Now, the country is seeing fresh unrest, with protesters demanding jobs shutting down a key oil production site in the south.
And while Tunisia is included in a very short European Union list of safe countries for travel, its hotels and beaches are mostly empty. The near-term prognosis for the tourism industry, which accounts for up to 14 percent of GDP, is grim.
"During the terrorist attacks, the Algerians and even the Libyans saved the tourist season," analyst Ayari said of five years ago, when Tunisia was the target of deadly attacks by Islamic radicals that killed dozens of people at a beach resort and the country's leading museum. Today, Algeria's border with Tunisia is coronavirus-shuttered. Libya is riven by fighting.
Tunisian officials are in talks with the International Monetary Fund for another desperately needed loan, following one in April. The loan would be conditioned on reforms politically difficult to push through, analysts say, especially if the next government is weak.
That's the prognosis of ratings agency Fitch, which assesses that any new government will need the approval of at least four parties in parliament, making its base "heterogeneous and fragmented," and shrinking its ability to implement legislation.
"The risk of snap elections will linger," added Fitch, which downgraded Tunisia's outlook from B+ to B in May.
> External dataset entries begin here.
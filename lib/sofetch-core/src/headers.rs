//! Case-insensitive header container.
//!
//! Header names are stored lowercased, so `Content-Type` and `content-type`
//! address the same entry. Iteration order is unspecified.

use std::collections::HashMap;
use std::collections::hash_map;

/// A string-to-string header map with case-insensitive names.
#[derive(Debug, Clone, Default, PartialEq, Eq)]
pub struct Headers {
    entries: HashMap<String, String>,
}

fn normalize(name: &str) -> String {
    name.to_ascii_lowercase()
}

impl Headers {
    /// Creates an empty header map.
    #[must_use]
    pub fn new() -> Self {
        Self::default()
    }

    /// Sets a header, returning the previous value if any.
    pub fn insert(&mut self, name: impl AsRef<str>, value: impl Into<String>) -> Option<String> {
        self.entries.insert(normalize(name.as_ref()), value.into())
    }

    /// Header value by name.
    #[must_use]
    pub fn get(&self, name: &str) -> Option<&str> {
        self.entries.get(&normalize(name)).map(String::as_str)
    }

    /// Returns `true` if the header is present.
    #[must_use]
    pub fn contains(&self, name: &str) -> bool {
        self.entries.contains_key(&normalize(name))
    }

    /// Removes a header, returning its value.
    pub fn remove(&mut self, name: &str) -> Option<String> {
        self.entries.remove(&normalize(name))
    }

    /// Number of headers.
    #[must_use]
    pub fn len(&self) -> usize {
        self.entries.len()
    }

    /// Returns `true` if there are no headers.
    #[must_use]
    pub fn is_empty(&self) -> bool {
        self.entries.is_empty()
    }

    /// Iterates over `(name, value)` pairs. Names are lowercase.
    pub fn iter(&self) -> impl Iterator<Item = (&str, &str)> {
        self.entries
            .iter()
            .map(|(name, value)| (name.as_str(), value.as_str()))
    }

    /// Copies every header of `other` into `self`, overriding duplicates.
    pub fn merge(&mut self, other: Self) {
        self.entries.extend(other.entries);
    }
}

impl<K, V> FromIterator<(K, V)> for Headers
where
    K: AsRef<str>,
    V: Into<String>,
{
    fn from_iter<I: IntoIterator<Item = (K, V)>>(iter: I) -> Self {
        let mut headers = Self::new();
        headers.extend(iter);
        headers
    }
}

impl<K, V> Extend<(K, V)> for Headers
where
    K: AsRef<str>,
    V: Into<String>,
{
    fn extend<I: IntoIterator<Item = (K, V)>>(&mut self, iter: I) {
        for (name, value) in iter {
            self.insert(name, value);
        }
    }
}

impl From<HashMap<String, String>> for Headers {
    fn from(map: HashMap<String, String>) -> Self {
        map.into_iter().collect()
    }
}

impl From<&http::HeaderMap> for Headers {
    /// Non-UTF-8 values are skipped. Repeated names keep the last value.
    fn from(map: &http::HeaderMap) -> Self {
        map.iter()
            .filter_map(|(name, value)| value.to_str().ok().map(|v| (name.as_str(), v)))
            .collect()
    }
}

impl IntoIterator for Headers {
    type Item = (String, String);
    type IntoIter = hash_map::IntoIter<String, String>;

    fn into_iter(self) -> Self::IntoIter {
        self.entries.into_iter()
    }
}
Ayari, too, fears more turmoil ahead. He and others attribute it partly to a political system midway between parliamentary and presidential, where parties gaining votes and power can also influence civil service jobs.
While some observers predict the demise of the country's revolutionary gains, Ayari notes the country's record of muddling through.
"There have been extremely difficult moments in Tunisia, where the country seemed to risk tumbling into the worst scenario," he said.
"But there have always been politicians and unions keeping channels of discussion open,'' Ayari added, pointing to Tunisia's National Dialogue Quartet, a group of civil society leaders who won the 2015 Nobel Peace Prize for defusing another spiraling crisis.
"In my opinion, we're entering this phase," he said.